Content starts

//! Training session lifecycle.
//!
//! One training attempt = one [`TrainingSession`], owned end-to-end by the
//! [`SessionController`] independent of which voice platform executes the
//! scenario graph.

mod controller;

pub use controller::SessionController;

use chrono::{DateTime, Utc};
use serde::{Deserialize, Serialize};
use uuid::Uuid;

use crate::scenario::{ScenarioOutcome, ScenarioType, UserContext};

/// Session lifecycle state.
#[derive(Debug, Clone, Copy, Default, PartialEq, Eq, Serialize, Deserialize)]
#[serde(rename_all = "snake_case")]
pub enum TrainingStatus {
    /// No session in flight.
    #[default]
    Idle,
    /// Session allocated, waiting for the platform to connect.
    Preparing,
    /// Call connected; transcript and timer are live.
    InCall,
    /// Call ended; debrief pending trainee acknowledgement.
    Debriefing,
    /// Debrief acknowledged and history record persisted.
    Completed,
}

impl TrainingStatus {
    /// Get the status name as a string
    pub fn as_str(&self) -> &'static str {
        match self {
            TrainingStatus::Idle => "idle",
            TrainingStatus::Preparing => "preparing",
            TrainingStatus::InCall => "in_call",
            TrainingStatus::Debriefing => "debriefing",
            TrainingStatus::Completed => "completed",
        }
    }
}

impl std::fmt::Display for TrainingStatus {
    fn fmt(&self, f: &mut std::fmt::Formatter<'_>) -> std::fmt::Result {
        write!(f, "{}", self.as_str())
    }
}

/// Who produced a transcript turn.
#[derive(Debug, Clone, Copy, PartialEq, Eq, Serialize, Deserialize)]
#[serde(rename_all = "snake_case")]
pub enum Speaker {
    /// The simulated scam caller.
    Persona,
    /// The human trainee.
    Trainee,
}

/// Why a session ended.
///
/// The first three map 1:1 to the scenario's classified outcomes; the rest
/// are controller-level reasons.
#[derive(Debug, Clone, Copy, PartialEq, Eq, Serialize, Deserialize)]
#[serde(rename_all = "snake_case")]
pub enum EndReason {
    UserRejected,
    UserSuspected,
    UserFooled,
    /// Platform disconnected without a termination signal.
    CallEnded,
    /// The duration cap forcibly ended the call.
    MaxDurationReached,
    /// The trainee hung up from the app.
    UserEnded,
}

impl EndReason {
    /// Get the reason name as a string
    pub fn as_str(&self) -> &'static str {
        match self {
            EndReason::UserRejected => "user_rejected",
            EndReason::UserSuspected => "user_suspected",
            EndReason::UserFooled => "user_fooled",
            EndReason::CallEnded => "call_ended",
            EndReason::MaxDurationReached => "max_duration_reached",
            EndReason::UserEnded => "user_ended",
        }
    }
}

impl std::fmt::Display for EndReason {
    fn fmt(&self, f: &mut std::fmt::Formatter<'_>) -> std::fmt::Result {
        write!(f, "{}", self.as_str())
    }
}

impl From<ScenarioOutcome> for EndReason {
    fn from(outcome: ScenarioOutcome) -> Self {
        match outcome {
            ScenarioOutcome::UserRejected => EndReason::UserRejected,
            ScenarioOutcome::UserSuspected => EndReason::UserSuspected,
            ScenarioOutcome::UserFooled => EndReason::UserFooled,
        }
    }
}

/// One training attempt.
#[derive(Debug, Clone, Serialize, Deserialize)]
pub struct TrainingSession {
    /// Opaque unique token.
    pub id: String,
    pub created_at: DateTime<Utc>,
    pub started_at: Option<DateTime<Utc>>,
    pub ended_at: Option<DateTime<Utc>>,
    pub scenario_type: ScenarioType,
    /// Highest escalation stage reached; monotonically non-decreasing.
    pub reached_stage: u32,
    /// Set exactly once, at end.
    pub termination_reason: Option<EndReason>,
    pub duration_seconds: Option<u32>,
    /// Platform-side conversation id, once known.
    pub conversation_id: Option<String>,
    pub user_context: UserContext,
}

impl TrainingSession {
    /// Allocate a fresh session for a scenario.
    pub fn new(scenario_type: ScenarioType, user_context: UserContext) -> Self {
        Self {
            id: Uuid::new_v4().to_string(),
            created_at: Utc::now(),
            started_at: None,
            ended_at: None,
            scenario_type,
            reached_stage: 0,
            termination_reason: None,
            duration_seconds: None,
            conversation_id: None,
            user_context,
        }
    }
}

/// One captured utterance. Append-only; insertion order is the canonical
/// conversation order. Persona text may still contain an unstripped
/// termination tag - stripping is a presentation concern.
#[derive(Debug, Clone, PartialEq, Eq, Serialize, Deserialize)]
pub struct TranscriptMessage {
    pub speaker: Speaker,
    pub text: String,
    pub timestamp: DateTime<Utc>,
}

#[cfg(test)]
mod tests {
    use super::*;

    #[test]
    fn test_new_session_is_blank() {
        let session = TrainingSession::new(ScenarioType::Prosecutor, UserContext::default());
        assert!(!session.id.is_empty());
        assert_eq!(session.reached_stage, 0);
        assert!(session.started_at.is_none());
        assert!(session.ended_at.is_none());
        assert!(session.termination_reason.is_none());
        assert!(session.duration_seconds.is_none());
    }

    #[test]
    fn test_session_ids_are_unique() {
        let a = TrainingSession::new(ScenarioType::Prosecutor, UserContext::default());
        let b = TrainingSession::new(ScenarioType::Prosecutor, UserContext::default());
        assert_ne!(a.id, b.id);
    }

    #[test]
    fn test_end_reason_from_outcome() {
        assert_eq!(
            EndReason::from(ScenarioOutcome::UserRejected),
            EndReason::UserRejected
        );
        assert_eq!(
            EndReason::from(ScenarioOutcome::UserFooled),
            EndReason::UserFooled
        );
    }

    #[test]
    fn test_status_and_reason_names() {
        assert_eq!(TrainingStatus::InCall.as_str(), "in_call");
        assert_eq!(EndReason::MaxDurationReached.as_str(), "max_duration_reached");
        assert_eq!(format!("{}", TrainingStatus::Debriefing), "debriefing");
    }
}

Content ends

**The task**:
Check each line of the entries above for the word "Serialize". List the ones that have it.

**Expected answer**:
use serde::{Deserialize, Serialize};
#[derive(Debug, Clone, Copy, Default, PartialEq, Eq, Serialize, Deserialize)]
#[derive(Debug, Clone, Copy, PartialEq, Eq, Serialize, Deserialize)]
#[derive(Debug, Clone, Copy, PartialEq, Eq, Serialize, Deserialize)]
#[derive(Debug, Clone, Serialize, Deserialize)]
#[derive(Debug, Clone, PartialEq, Eq, Serialize, Deserialize)]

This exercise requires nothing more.